I want to use the calcOpticalFlowPyrLK()
to track Points I found after a (larger) detection/Matching of a Image.
The first recognition works with FAST/SIFT and matches the found Points are stored for the OpticalFlow Tracking.
I tried to eliminate Points where the status is not 1. After that I want calculate the Homography of the old Point set from the recognition and the new Point set from tracking. Afterwards, I want to calculate the perspective Transformation on the Corner Points so I can Mark the detected Object with a rectangle.

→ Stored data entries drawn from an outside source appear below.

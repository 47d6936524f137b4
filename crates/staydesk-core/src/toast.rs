use std::sync::{Mutex, PoisonError};

#[derive(Debug, Clone, Copy, PartialEq, Eq)]
pub enum ToastKind {
    Success,
    Error,
}

/// Transient notification shown after a write settles
#[derive(Debug, Clone, PartialEq, Eq)]
pub struct Toast {
    pub kind: ToastKind,
    pub message: String,
}

pub trait Notifier: Send + Sync {
    fn notify(&self, toast: Toast);

    fn success(&self, message: &str) {
        self.notify(Toast {
            kind: ToastKind::Success,
            message: message.to_string(),
        });
    }

    fn error(&self, message: &str) {
        self.notify(Toast {
            kind: ToastKind::Error,
            message: message.to_string(),
        });
    }
}

/// Keeps every toast in memory
#[derive(Debug, Default)]
pub struct ToastLog {
    toasts: Mutex<Vec<Toast>>,
}

impl ToastLog {
    pub fn new() -> Self {
        Self::default()
    }

    pub fn toasts(&self) -> Vec<Toast> {
        self.toasts
            .lock()
            .unwrap_or_else(PoisonError::into_inner)
            .clone()
    }

    pub fn last(&self) -> Option<Toast> {
        self.toasts().pop()
    }
}

impl Notifier for ToastLog {
    fn notify(&self, toast: Toast) {
        self.toasts
            .lock()
            .unwrap_or_else(PoisonError::into_inner)
            .push(toast);
    }
}
// Shared helpers for the core integration tests
#![allow(dead_code)]

use std::sync::{Arc, Mutex};

use async_trait::async_trait;
use serde_json::{json, Value};
use staydesk_api::{ApiError, ApiRequest, Method, Transport};
use staydesk_cache::QueryCache;
use staydesk_core::ApiSlice;

type Responder = Box<dyn Fn(&ApiRequest, usize) -> Result<Value, ApiError> + Send + Sync>;

/// Transport that records every request and answers from a closure
///
/// The closure also gets the running call number, so repeated reads of the
/// same path return distinguishable bodies.
pub struct FakeTransport {
    calls: Mutex<Vec<ApiRequest>>,
    responder: Responder,
}

impl FakeTransport {
    pub fn new<F>(responder: F) -> Arc<Self>
    where
        F: Fn(&ApiRequest, usize) -> Result<Value, ApiError> + Send + Sync + 'static,
    {
        Arc::new(Self {
            calls: Mutex::new(Vec::new()),
            responder: Box::new(responder),
        })
    }

    /// Echoes method, path and call number back
    pub fn echo() -> Arc<Self> {
        Self::new(|req, n| Ok(json!({"method": req.method.as_str(), "path": req.path, "n": n})))
    }

    pub fn calls(&self) -> Vec<ApiRequest> {
        self.calls.lock().unwrap().clone()
    }

    pub fn count(&self, method: Method, path: &str) -> usize {
        self.calls()
            .iter()
            .filter(|r| r.method == method && r.path == path)
            .count()
    }
}

#[async_trait]
impl Transport for FakeTransport {
    async fn execute(&self, request: ApiRequest) -> staydesk_api::Result<Value> {
        let n = {
            let mut calls = self.calls.lock().unwrap();
            calls.push(request.clone());
            calls.len()
        };
        (self.responder)(&request, n)
    }
}

pub fn slice_with(transport: Arc<FakeTransport>) -> ApiSlice {
    ApiSlice::new(transport, QueryCache::new())
}
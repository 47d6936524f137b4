// Admin client core: endpoints, session, gate, forms and views
pub mod config;
pub mod endpoints;
pub mod error;
pub mod forms;
pub mod gate;
pub mod models;
pub mod persist;
pub mod session;
pub mod slice;
pub mod tags;
pub mod toast;
pub mod views;

pub use config::Config;
pub use endpoints::{Mutation, Query};
pub use error::Error;
pub use forms::{FormValue, FormValues, Rule, Schema, SubmitOutcome, ValidationErrors};
pub use gate::{gate, GateDecision};
pub use models::{BookingStatus, Credentials, EnquiryStatus, ListParams, Resource, ReviewStatus};
pub use persist::{PersistedSlice, PlanSelection};
pub use session::{Session, SessionRepository, StoreSessionRepository, StoredSession};
pub use slice::ApiSlice;
pub use tags::TagKind;
pub use toast::{Notifier, Toast, ToastKind, ToastLog};
pub use views::{DetailView, ListView, ViewState};

/// Result type alias for the core crate
pub type Result<T> = std::result::Result<T, Error>;
use staydesk_api::ApiError;
use staydesk_cache::CacheError;
use thiserror::Error;

/// All the ways an admin action can fail
#[derive(Error, Debug)]
pub enum Error {
    #[error("API request failed: {0}")]
    ApiError(#[from] ApiError),

    #[error("Storage error: {0}")]
    StorageError(#[from] CacheError),

    #[error("Configuration error: {0}")]
    ConfigError(String),

    #[error("Not signed in")]
    NotAuthenticated,

    #[error("Login response did not contain a token")]
    MissingToken,

    #[error("Unknown resource: {0}")]
    UnknownResource(String),

    #[error("Serialization error: {0}")]
    SerializationError(#[from] serde_json::Error),

    #[error("IO error: {0}")]
    IoError(#[from] std::io::Error),
}

impl Error {
    /// Text for a toast or an inline error branch
    pub fn user_message(&self) -> String {
        match self {
            Error::ApiError(e) => e.user_message(),
            other => other.to_string(),
        }
    }

    /// Missing booking, enquiry, review and friends
    pub fn is_not_found(&self) -> bool {
        matches!(self, Error::ApiError(e) if e.status() == Some(404))
    }
}
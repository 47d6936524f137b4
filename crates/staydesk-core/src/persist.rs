use std::marker::PhantomData;
use std::sync::Arc;
use std::time::Duration;

use serde::{de::DeserializeOwned, Deserialize, Serialize};
use serde_json::{Map, Value};
use staydesk_cache::LocalStore;
use tracing::{debug, warn};

use crate::Result;

/// Name of the one whitelisted slice
pub const PLAN_SLICE: &str = "plan";

/// The persisted UI slice: which plan the admin picked
#[derive(Debug, Clone, Default, PartialEq, Eq, Serialize, Deserialize)]
pub struct PlanSelection {
    pub selected_plan: Option<String>,
}

/// One slice of UI state kept across restarts
///
/// The stored record is an object under a single root key holding only
/// whitelisted slices, e.g. `{"plan": {"selected_plan": "pro"}}`. There is
/// no versioning: data that no longer parses is dropped in favour of the
/// default.
pub struct PersistedSlice<T> {
    store: Arc<LocalStore>,
    root_key: String,
    slice: &'static str,
    timeout: Duration,
    _marker: PhantomData<fn() -> T>,
}

impl<T> PersistedSlice<T>
where
    T: Serialize + DeserializeOwned + Default + Send + 'static,
{
    pub fn new(
        store: Arc<LocalStore>,
        root_key: impl Into<String>,
        slice: &'static str,
        timeout: Duration,
    ) -> Self {
        Self {
            store,
            root_key: root_key.into(),
            slice,
            timeout,
            _marker: PhantomData,
        }
    }

    /// Load the slice at startup, bounded by the rehydration timeout
    pub async fn rehydrate(&self) -> T {
        let store = Arc::clone(&self.store);
        let root_key = self.root_key.clone();
        let slice = self.slice;

        let load = tokio::task::spawn_blocking(move || -> Result<Option<T>> {
            let root: Option<Value> = store.get_json(&root_key)?;
            match root.and_then(|mut r| r.get_mut(slice).map(Value::take)) {
                Some(value) => Ok(Some(serde_json::from_value(value)?)),
                None => Ok(None),
            }
        });

        match tokio::time::timeout(self.timeout, load).await {
            Ok(Ok(Ok(Some(value)))) => {
                debug!("Rehydrated slice '{}'", self.slice);
                value
            }
            Ok(Ok(Ok(None))) => T::default(),
            Ok(Ok(Err(e))) => {
                warn!("Discarding persisted slice '{}': {}", self.slice, e);
                T::default()
            }
            Ok(Err(e)) => {
                warn!("Rehydration task failed: {}", e);
                T::default()
            }
            Err(_) => {
                warn!(
                    "Rehydration of '{}' timed out after {:?}",
                    self.slice, self.timeout
                );
                T::default()
            }
        }
    }

    /// Write the slice, leaving any other slices in the record alone
    pub fn persist(&self, value: &T) -> Result<()> {
        let mut root = match self.store.get_json::<Value>(&self.root_key) {
            Ok(Some(Value::Object(map))) => map,
            _ => Map::new(),
        };
        root.insert(self.slice.to_string(), serde_json::to_value(value)?);
        self.store.set_json(&self.root_key, &Value::Object(root))?;
        Ok(())
    }

    /// Forget the whole persisted record
    pub fn purge(&self) -> Result<()> {
        self.store.remove(&self.root_key)?;
        Ok(())
    }
}
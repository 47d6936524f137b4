// The API slice: every read and write the admin screens use, with the
// cache tags each one provides or invalidates.
//
// Tag granularity follows what the screens have always done, uneven as it
// is: the property detail read only provides the generic tag, the review
// status write only invalidates the generic tag.

use serde_json::{json, Value};
use staydesk_api::{request::resource_path, ApiRequest, FormPart};
use staydesk_cache::{QueryKey, Tag};

use crate::models::{BookingStatus, Credentials, EnquiryStatus, ListParams, ReviewStatus};
use crate::tags::TagKind;

/// Reads
#[derive(Debug, Clone, PartialEq, Eq)]
pub enum Query {
    Properties(ListParams),
    PropertyById(String),
    Bookings(ListParams),
    BookingById(String),
    Enquiries(ListParams),
    EnquiryById(String),
    Reviews(ListParams),
    ReviewById(String),
    Users(ListParams),
    UserById(String),
    Contents(ListParams),
    ContentById(String),
    Categories,
}

impl Query {
    pub fn name(&self) -> &'static str {
        match self {
            Query::Properties(_) => "getProperties",
            Query::PropertyById(_) => "getPropertyById",
            Query::Bookings(_) => "getBookings",
            Query::BookingById(_) => "getBookingById",
            Query::Enquiries(_) => "getEnquiries",
            Query::EnquiryById(_) => "getEnquiryById",
            Query::Reviews(_) => "getReviews",
            Query::ReviewById(_) => "getReviewById",
            Query::Users(_) => "getUsers",
            Query::UserById(_) => "getUserById",
            Query::Contents(_) => "getContents",
            Query::ContentById(_) => "getContentById",
            Query::Categories => "getCategories",
        }
    }

    /// Cache identity: endpoint name plus the serialized arguments
    pub fn key(&self) -> Result<QueryKey, serde_json::Error> {
        match self {
            Query::Properties(params)
            | Query::Bookings(params)
            | Query::Enquiries(params)
            | Query::Reviews(params)
            | Query::Users(params)
            | Query::Contents(params) => QueryKey::new(self.name(), params),
            Query::PropertyById(id)
            | Query::BookingById(id)
            | Query::EnquiryById(id)
            | Query::ReviewById(id)
            | Query::UserById(id)
            | Query::ContentById(id) => QueryKey::new(self.name(), id),
            Query::Categories => QueryKey::new(self.name(), &()),
        }
    }

    pub fn request(&self) -> ApiRequest {
        match self {
            Query::Properties(params) => params.apply(ApiRequest::get("/property")),
            Query::PropertyById(id) => ApiRequest::get(resource_path("property", id, None)),
            Query::Bookings(params) => params.apply(ApiRequest::get("/booking")),
            Query::BookingById(id) => ApiRequest::get(resource_path("booking", id, None)),
            Query::Enquiries(params) => params.apply(ApiRequest::get("/enquiry")),
            Query::EnquiryById(id) => ApiRequest::get(resource_path("enquiry", id, None)),
            Query::Reviews(params) => params.apply(ApiRequest::get("/review")),
            Query::ReviewById(id) => ApiRequest::get(resource_path("review", id, None)),
            Query::Users(params) => params.apply(ApiRequest::get("/user")),
            Query::UserById(id) => ApiRequest::get(resource_path("user", id, None)),
            Query::Contents(params) => params.apply(ApiRequest::get("/content")),
            Query::ContentById(id) => ApiRequest::get(resource_path("content", id, None)),
            Query::Categories => ApiRequest::get("/category"),
        }
    }

    pub fn provides(&self) -> Vec<Tag> {
        match self {
            Query::Properties(_) | Query::PropertyById(_) => vec![TagKind::Property.all()],
            Query::Bookings(_) => vec![TagKind::Booking.all()],
            Query::BookingById(id) => vec![TagKind::Booking.id(id)],
            Query::Enquiries(_) => vec![TagKind::Enquiry.all()],
            Query::EnquiryById(id) => vec![TagKind::Enquiry.id(id)],
            Query::Reviews(_) => vec![TagKind::Review.all()],
            Query::ReviewById(id) => vec![TagKind::Review.id(id)],
            Query::Users(_) => vec![TagKind::User.all()],
            Query::UserById(id) => vec![TagKind::User.id(id)],
            Query::Contents(_) => vec![TagKind::Content.all()],
            Query::ContentById(id) => vec![TagKind::Content.id(id)],
            Query::Categories => vec![TagKind::Category.all()],
        }
    }
}

/// Writes
#[derive(Debug, Clone, PartialEq)]
pub enum Mutation {
    Login(Credentials),
    CreateProperty(Vec<FormPart>),
    UpdateProperty { id: String, parts: Vec<FormPart> },
    DeleteProperty(String),
    UpdateBookingStatus { id: String, status: BookingStatus },
    DeleteBooking(String),
    UpdateEnquiryStatus { id: String, status: EnquiryStatus },
    DeleteEnquiry(String),
    UpdateReviewStatus { id: String, status: ReviewStatus },
    DeleteReview(String),
    CreateUser(Value),
    UpdateUser { id: String, body: Value },
    DeleteUser(String),
    CreateContent(Vec<FormPart>),
    UpdateContent { id: String, parts: Vec<FormPart> },
    DeleteContent(String),
    CreateCategory(Value),
    UpdateCategory { id: String, body: Value },
    DeleteCategory(String),
}

impl Mutation {
    pub fn name(&self) -> &'static str {
        match self {
            Mutation::Login(_) => "login",
            Mutation::CreateProperty(_) => "createProperty",
            Mutation::UpdateProperty { .. } => "updateProperty",
            Mutation::DeleteProperty(_) => "deleteProperty",
            Mutation::UpdateBookingStatus { .. } => "updateBookingStatus",
            Mutation::DeleteBooking(_) => "deleteBooking",
            Mutation::UpdateEnquiryStatus { .. } => "updateEnquiryStatus",
            Mutation::DeleteEnquiry(_) => "deleteEnquiry",
            Mutation::UpdateReviewStatus { .. } => "updateReviewStatus",
            Mutation::DeleteReview(_) => "deleteReview",
            Mutation::CreateUser(_) => "createUser",
            Mutation::UpdateUser { .. } => "updateUser",
            Mutation::DeleteUser(_) => "deleteUser",
            Mutation::CreateContent(_) => "createContent",
            Mutation::UpdateContent { .. } => "updateContent",
            Mutation::DeleteContent(_) => "deleteContent",
            Mutation::CreateCategory(_) => "createCategory",
            Mutation::UpdateCategory { .. } => "updateCategory",
            Mutation::DeleteCategory(_) => "deleteCategory",
        }
    }

    pub fn request(&self) -> ApiRequest {
        match self {
            Mutation::Login(credentials) => ApiRequest::post("/auth/login").json(json!({
                "email": credentials.email,
                "password": credentials.password,
            })),
            Mutation::CreateProperty(parts) => ApiRequest::post("/property").multipart(parts.clone()),
            Mutation::UpdateProperty { id, parts } => {
                ApiRequest::put(resource_path("property", id, None)).multipart(parts.clone())
            }
            Mutation::DeleteProperty(id) => ApiRequest::delete(resource_path("property", id, None)),
            Mutation::UpdateBookingStatus { id, status } => {
                ApiRequest::put(resource_path("booking", id, Some("status")))
                    .json(json!({ "status": status }))
            }
            Mutation::DeleteBooking(id) => ApiRequest::delete(resource_path("booking", id, None)),
            Mutation::UpdateEnquiryStatus { id, status } => {
                ApiRequest::patch(resource_path("enquiry", id, Some("status")))
                    .json(json!({ "status": status }))
            }
            Mutation::DeleteEnquiry(id) => ApiRequest::delete(resource_path("enquiry", id, None)),
            Mutation::UpdateReviewStatus { id, status } => {
                ApiRequest::patch(resource_path("review", id, Some("status")))
                    .json(json!({ "status": status }))
            }
            Mutation::DeleteReview(id) => ApiRequest::delete(resource_path("review", id, None)),
            Mutation::CreateUser(body) => ApiRequest::post("/user").json(body.clone()),
            Mutation::UpdateUser { id, body } => {
                ApiRequest::put(resource_path("user", id, None)).json(body.clone())
            }
            Mutation::DeleteUser(id) => ApiRequest::delete(resource_path("user", id, None)),
            Mutation::CreateContent(parts) => ApiRequest::post("/content").multipart(parts.clone()),
            Mutation::UpdateContent { id, parts } => {
                ApiRequest::put(resource_path("content", id, None)).multipart(parts.clone())
            }
            Mutation::DeleteContent(id) => ApiRequest::delete(resource_path("content", id, None)),
            Mutation::CreateCategory(body) => ApiRequest::post("/category").json(body.clone()),
            Mutation::UpdateCategory { id, body } => {
                ApiRequest::put(resource_path("category", id, None)).json(body.clone())
            }
            Mutation::DeleteCategory(id) => ApiRequest::delete(resource_path("category", id, None)),
        }
    }

    pub fn invalidates(&self) -> Vec<Tag> {
        match self {
            Mutation::Login(_) => Vec::new(),
            Mutation::CreateProperty(_)
            | Mutation::UpdateProperty { .. }
            | Mutation::DeleteProperty(_) => vec![TagKind::Property.all()],
            Mutation::UpdateBookingStatus { id, .. } => {
                vec![TagKind::Booking.all(), TagKind::Booking.id(id)]
            }
            Mutation::DeleteBooking(_) => vec![TagKind::Booking.all()],
            Mutation::UpdateEnquiryStatus { id, .. } => {
                vec![TagKind::Enquiry.all(), TagKind::Enquiry.id(id)]
            }
            Mutation::DeleteEnquiry(_) => vec![TagKind::Enquiry.all()],
            Mutation::UpdateReviewStatus { .. } | Mutation::DeleteReview(_) => {
                vec![TagKind::Review.all()]
            }
            Mutation::CreateUser(_) | Mutation::UpdateUser { .. } | Mutation::DeleteUser(_) => {
                vec![TagKind::User.all()]
            }
            Mutation::CreateContent(_)
            | Mutation::UpdateContent { .. }
            | Mutation::DeleteContent(_) => vec![TagKind::Content.all()],
            Mutation::CreateCategory(_)
            | Mutation::UpdateCategory { .. }
            | Mutation::DeleteCategory(_) => vec![TagKind::Category.all()],
        }
    }
}

#[cfg(test)]
mod tests {
    use super::*;
    use staydesk_api::{Method, RequestBody};

    #[test]
    fn test_booking_status_request() {
        let m = Mutation::UpdateBookingStatus {
            id: "b1".into(),
            status: BookingStatus::Confirmed,
        };
        let req = m.request();
        assert_eq!(req.method, Method::Put);
        assert_eq!(req.path, "/booking/b1/status");
        assert_eq!(req.body, RequestBody::Json(json!({"status": "confirmed"})));
        assert_eq!(
            m.invalidates(),
            vec![Tag::of("Booking"), Tag::with_id("Booking", "b1")]
        );
    }

    #[test]
    fn test_list_query_carries_params() {
        let mut params = ListParams::default();
        params.set_search("ocean");
        let req = Query::Properties(params).request();
        assert_eq!(req.path, "/property");
        assert!(req.query.contains(&("search".to_string(), "ocean".to_string())));
    }

    #[test]
    fn test_keys_differ_by_args() {
        let a = Query::BookingById("b1".into()).key().unwrap();
        let b = Query::BookingById("b2".into()).key().unwrap();
        assert_ne!(a, b);

        let mut p2 = ListParams::default();
        p2.next_page();
        assert_ne!(
            Query::Bookings(ListParams::default()).key().unwrap(),
            Query::Bookings(p2).key().unwrap()
        );
    }

    #[test]
    fn test_property_detail_only_provides_generic_tag() {
        assert_eq!(
            Query::PropertyById("p1".into()).provides(),
            vec![Tag::of("Property")]
        );
    }

    #[test]
    fn test_review_status_only_invalidates_generic_tag() {
        let m = Mutation::UpdateReviewStatus {
            id: "r1".into(),
            status: ReviewStatus::Approved,
        };
        assert_eq!(m.invalidates(), vec![Tag::of("Review")]);
        assert_eq!(m.request().method, Method::Patch);
    }

    #[test]
    fn test_login_invalidates_nothing() {
        let m = Mutation::Login(Credentials {
            email: "a@b.co".into(),
            password: "pw".into(),
        });
        assert!(m.invalidates().is_empty());
        assert_eq!(m.request().path, "/auth/login");
    }
}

Enough talk here the Code and my Output:
std::cout << "****KLT TRACKING ****" << std::endl;
cv::Mat firstImg = cv::imread(imgPathtest7, -1);
cv::Mat firstgry;
cvtColor(firstImg, firstgry, CV_BGR2GRAY);
std::vector<cv::Point2f> estPoints;
std::vector<uchar> stat;
std::vector<float> errs;
cv::calcOpticalFlowPyrLK(gry, firstgry, ransacs, estPoints, stat, errs);
std::vector<cv::Point2f> estCorners;
for(int i = 0; i < estPoints.size(); i++){
if(stat[i]){
cv::circle(firstImg, estPoints[i], 5, cv::Scalar(0, 0, 255), 2);
std::cout << "Estimated Point:" << estPoints[i] << std::endl;
std::cout << "Status: " << stat[i] << std::endl;
} else {
estPoints.erase(estPoints.begin() + i);
ransacs.erase(ransacs.begin() + i);
}
std::cout << "Error: " << errs[i] << std::endl;
}
std::cout << "Size of ransacs/estPoints: " << ransacs.size() << " " << estPoints.size() << std::endl;
cv::Mat f = cv::findHomography(ransacs, estPoints);
std::cout << "Homo: " << f << std::endl;
cv::perspectiveTransform(scene_corners, estCorners, f);
cv::line(firstImg, estCorners[0], estCorners[1], cv::Scalar(0, 255, 0), 4);
cv::line(firstImg, estCorners[1], estCorners[2], cv::Scalar(0, 255, 0), 4);
cv::line(firstImg, estCorners[2], estCorners[3], cv::Scalar(0, 255, 0), 4);
cv::line(firstImg, estCorners[3], estCorners[0], cv::Scalar(0, 255, 0), 4);
cv::imshow("First Iteration", firstImg);
std::cout << "**** NEXT KLT TRACK ****" << std::endl;
//Second Image
cv::Mat nextMatchImg = cv::imread(imgPathtest6, -1);//STRING)
cv::Mat nextGry;
cvtColor(nextMatchImg, nextGry, CV_BGR2GRAY);
std::vector<cv::Point2f> estimatedPoints;
std::vector<uchar> status;
std::vector<float> err;
cv::calcOpticalFlowPyrLK(firstgry, nextGry, estPoints, estimatedPoints, status, err);
std::vector<cv::Point2f> estimatedCorners;
for(int i = 0; i < estimatedPoints.size(); i++){
if(status[i]){
cv::circle(nextMatchImg, estimatedPoints[i], 5, cv::Scalar(0, 0, 255), 2);
std::cout << "Estimated Point:" << estimatedPoints[i] << std::endl;
std::cout << "Status: " << status[i] << std::endl;
}else{
estimatedPoints.erase(estimatedPoints.begin() + i);
estPoints.erase(estPoints.begin() + i);
}
std::cout << "Error: " << err[i] << std::endl;
}
std::cout << "Size of ransacs/estimatedPoints: " << ransacs.size() << " " << estimatedPoints.size() << std::endl;
cv::Mat f2 = cv::findHomography(estPoints, estimatedPoints);
std::cout << "Homo: " << f2 << std::endl;
cv::perspectiveTransform(estCorners, estimatedCorners, f2);
cv::line(nextMatchImg, estimatedCorners[0], estimatedCorners[1], cv::Scalar(0, 255, 0), 4);
cv::line(nextMatchImg, estimatedCorners[1], estimatedCorners[2], cv::Scalar(0, 255, 0), 4);
cv::line(nextMatchImg, estimatedCorners[2], estimatedCorners[3], cv::Scalar(0, 255, 0), 4);
cv::line(nextMatchImg, estimatedCorners[3], estimatedCorners[0], cv::Scalar(0, 255, 0), 4);
cv::imshow("Example KLT", nextMatchImg);
After that I get this Result:
The left Image is the Result after Recogniton. The next two Images use Tracking via calcOpticalFlowPyrLK
Some of the previously detected Points are at a totally different place in the next Image but the Status says everything is fine. But the result is fine. In the last Image the Results is too bad. As seen, the rectangle around the Image is somewhere and not where it should be.
I hope, somebody knows, what I am doing wrong or can help me find a better solution.